I can see clearly now that this stage of relative and controlled chaos is nearly over. There is so much that has been happening, both amazing and difficult, I haven't had time to process it all through my writing. I am set to finish a battle that has taken far to long and will finally end the legal struggle over money and parenting with my ex-husband. I feel confident that I am walking the direction God has planned. I don't know why it has taken this long for this to be settled, even though I've made some guesses; but I am more than ready for the blessing that will come with the resolution that is ahead next week. It is God's outcome, not mine or my ex's, but my Heavenly Father's who loves me unconditionally; I have nothing to fear from man.

I have the blessing of a man in my life who follows hard after Jesus, walking with me through this turning point, and promising to walk the rest of my life's journey by my side. We are creating a relationship built on unconditional love, communication, prayer, common interests, faith, and intense physical, spiritual, and emotional connection. It's absolutely amazing and I've never experienced anything like this before! I love him, and I'm in love with him, and I want everyone to know, and I can't wait to start the rest of my life with him! Yeah... urgh... the difficulty is, we have to wait. I'm here with a child that doesn't graduate for three years; he's in Arizona with a child that doesn't graduate for five years. He's in Arizona, I'm in BC, I only see him about once a month; and my divorce won't be finalized until next week. So, we wait, and continue to build a strong relationship. Amazing and difficult all at the same time.
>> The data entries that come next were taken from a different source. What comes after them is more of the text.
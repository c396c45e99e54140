//! Lattice layout constants for 16³ cell density fields.
//!
//! Every octree cell stores the same fixed-size density buffer regardless of
//! its depth; only the world-space extent of the cell changes. The layout is
//! chosen for bit-shift indexing (16 samples per axis).
//!
//! # Memory Layout
//!
//! ```text
//! index = x << 8 | y << 4 | z
//!       = x * 256 + y * 16 + z
//!
//! Sequential Z, then Y, then X (row-major, Z innermost).
//! ```
//!
//! # Coordinate System
//!
//! ```text
//!         +Y
//!          │
//!          │
//!          │
//!          └───────── +X
//!         /
//!        /
//!       +Z
//!
//! Voxel corner indices (binary: ZYX):
//!   0 = (0,0,0)    4 = (0,0,1)
//!   1 = (1,0,0)    5 = (1,0,1)
//!   2 = (0,1,0)    6 = (0,1,1)
//!   3 = (1,1,0)    7 = (1,1,1)
//! ```

use glam::DVec3;

/// Number of density samples per axis (must be 16 for bit-shift indexing).
pub const RESOLUTION: usize = 16;

/// Total samples in one cell field (16³ = 4096).
pub const FIELD_LEN: usize = RESOLUTION * RESOLUTION * RESOLUTION;

/// Half of [`RESOLUTION`], used to recentre voxel coordinates.
pub const HALF_RESOLUTION: f64 = RESOLUTION as f64 / 2.0;

/// Reciprocal of [`RESOLUTION`], used to scale voxel coordinates into the
/// cell-local `[-0.5, 0.5]³` output space.
pub const INV_RESOLUTION: f64 = 1.0 / RESOLUTION as f64;

/// The zero level-set of the density field. Samples above it are air,
/// samples below it are ground.
pub const ISO_LEVEL: f64 = 0.0;

/// Deepest supported octree level. Bounds the scale table and caps
/// `max_subdivision` at grid construction.
pub const MAX_DEPTH: u32 = 20;

/// Bit shift for Y coordinate indexing (log2(16) = 4).
pub const Y_SHIFT: u32 = 4;

/// Bit shift for X coordinate indexing (log2(256) = 8).
pub const X_SHIFT: u32 = 8;

/// Mask for extracting a single axis from a linear index (0xF = 15).
pub const INDEX_MASK: usize = 0xF;

/// Convert 3D sample coordinates to a linear field index using bit shifts.
#[inline(always)]
pub const fn sample_index(x: usize, y: usize, z: usize) -> usize {
  (x << X_SHIFT) | (y << Y_SHIFT) | z
}

/// Convert a linear field index back to 3D sample coordinates.
#[inline(always)]
pub const fn sample_coord(idx: usize) -> (usize, usize, usize) {
  let x = idx >> X_SHIFT;
  let y = (idx >> Y_SHIFT) & INDEX_MASK;
  let z = idx & INDEX_MASK;
  (x, y, z)
}

/// Voxel corner offsets relative to the voxel origin.
///
/// Corner layout (binary: ZYX):
/// - 0 = (0,0,0)
/// - 1 = (1,0,0)
/// - 2 = (0,1,0)
/// - 3 = (1,1,0)
/// - 4 = (0,0,1)
/// - 5 = (1,0,1)
/// - 6 = (0,1,1)
/// - 7 = (1,1,1)
#[inline(always)]
pub const fn corner_offset(corner: u8) -> [i32; 3] {
  [
    (corner & 1) as i32,
    ((corner >> 1) & 1) as i32,
    ((corner >> 2) & 1) as i32,
  ]
}

/// Child centre offsets in units of the child's scale.
///
/// Indexed by octant; the ordering is load-bearing — it must agree with
/// [`crate::path::octant_index`] so that addressing and subdivision place
/// children in the same octants.
pub const CHILD_OFFSETS: [DVec3; 8] = [
  DVec3::new(-0.5, -0.5, -0.5),
  DVec3::new(0.5, -0.5, -0.5),
  DVec3::new(-0.5, 0.5, -0.5),
  DVec3::new(0.5, 0.5, -0.5),
  DVec3::new(-0.5, -0.5, 0.5),
  DVec3::new(0.5, -0.5, 0.5),
  DVec3::new(-0.5, 0.5, 0.5),
  DVec3::new(0.5, 0.5, 0.5),
];

/// Per-depth cell scale (half-extent of the cell in root-local space).
///
/// `SCALE_TABLE[0] = 1.0`, each level halves the previous one. All values are
/// exact powers of two, so repeated halving introduces no rounding.
pub const SCALE_TABLE: [f64; (MAX_DEPTH + 1) as usize] = generate_scale_table();

const fn generate_scale_table() -> [f64; (MAX_DEPTH + 1) as usize] {
  let mut table = [0.0; (MAX_DEPTH + 1) as usize];
  let mut scale = 1.0;
  let mut depth = 0;
  while depth < table.len() {
    table[depth] = scale;
    scale *= 0.5;
    depth += 1;
  }
  table
}

/// Scale (half-extent) of a cell at the given depth.
#[inline(always)]
pub const fn cell_scale(depth: u32) -> f64 {
  SCALE_TABLE[depth as usize]
}

#[cfg(test)]
#[path = "constants_test.rs"]
mod constants_test;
I have a vision of the future that is so great, I can hardly believe that it's mine. There are times when my emotions are all mixed up. I'm crying and upset, full of anxiety because I just want to be there now. Then the next day, I'm elated because of the plans we're making and the progress of my life and my relationship. I feel sick and panicked when suddenly it seems that it could all be taken from me. I'm often overwhelmed by the physical desire that washes over me and I can't satiate. I'm impatient with the speed of it all. Why do I have to wait!? Why can't I have it now!? I trust Jesus and His intentions, but I'm also frustrated. His timing and His way... I'm reminded that God likes to tell long stories.